▶ **Task goal**
Determine how many lines in the data below contain "clone" and write only that number.

[Start of section]

//! Low-discrepancy sampling tables for the stochastic ray directions:
//! sobol + ranking/scrambling tiles uploaded once, and a small random
//! texture regenerated each frame from the frame index.

use std::sync::Arc;

use lustre_backend::{
    ash::vk,
    vk_sync,
    vulkan::{buffer::*, image::*},
    BackendError, Device,
};
use lustre_rg::{self as rg, SimpleRenderPass};

use blue_noise_sampler::spp64::*;

pub const RANDOM_IMAGE_EXTENT: [u32; 2] = [128, 128];

fn as_byte_slice_unchecked<T: Copy>(v: &[T]) -> &[u8] {
    unsafe {
        std::slice::from_raw_parts(v.as_ptr() as *const u8, v.len() * std::mem::size_of::<T>())
    }
}

fn make_lut_buffer<T: Copy>(device: &Device, v: &[T]) -> Result<Arc<Buffer>, BackendError> {
    Ok(Arc::new(device.create_buffer(
        BufferDesc::new_gpu_only(
            v.len() * std::mem::size_of::<T>(),
            vk::BufferUsageFlags::STORAGE_BUFFER,
        ),
        "lut buffer",
        Some(as_byte_slice_unchecked(v)),
    )?))
}

pub struct BlueNoiseSampler {
    sobol_buf: Arc<Buffer>,
    ranking_tile_buf: Arc<Buffer>,
    scrambling_tile_buf: Arc<Buffer>,
}

impl BlueNoiseSampler {
    pub fn new(device: &Device) -> Result<Self, BackendError> {
        Ok(Self {
            sobol_buf: make_lut_buffer(device, SOBOL)?,
            ranking_tile_buf: make_lut_buffer(device, RANKING_TILE)?,
            scrambling_tile_buf: make_lut_buffer(device, SCRAMBLING_TILE)?,
        })
    }

    /// Writes this frame's window of the blue-noise sequence into a small
    /// R8G8 texture sampled toroidally by the intersection kernels.
    pub fn prepare_frame(&self, rg: &mut rg::TemporalRenderGraph) -> rg::Handle<Image> {
        let sobol_buf = rg.import(
            self.sobol_buf.clone(),
            vk_sync::AccessType::ComputeShaderReadSampledImageOrUniformTexelBuffer,
        );
        let ranking_tile_buf = rg.import(
            self.ranking_tile_buf.clone(),
            vk_sync::AccessType::ComputeShaderReadSampledImageOrUniformTexelBuffer,
        );
        let scrambling_tile_buf = rg.import(
            self.scrambling_tile_buf.clone(),
            vk_sync::AccessType::ComputeShaderReadSampledImageOrUniformTexelBuffer,
        );

        let mut random_tex = rg.create(ImageDesc::new_2d(
            vk::Format::R8G8_UNORM,
            RANDOM_IMAGE_EXTENT,
        ));

        SimpleRenderPass::new_compute(
            rg.add_pass("prepare blue noise"),
            "sampling/prepare_blue_noise.spv",
        )
        .read(&sobol_buf)
        .read(&ranking_tile_buf)
        .read(&scrambling_tile_buf)
        .write(&mut random_tex)
        .dispatch([RANDOM_IMAGE_EXTENT[0], RANDOM_IMAGE_EXTENT[1], 1]);

        random_tex
    }
}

[End of section]

▶ **Answer to this exercise**
3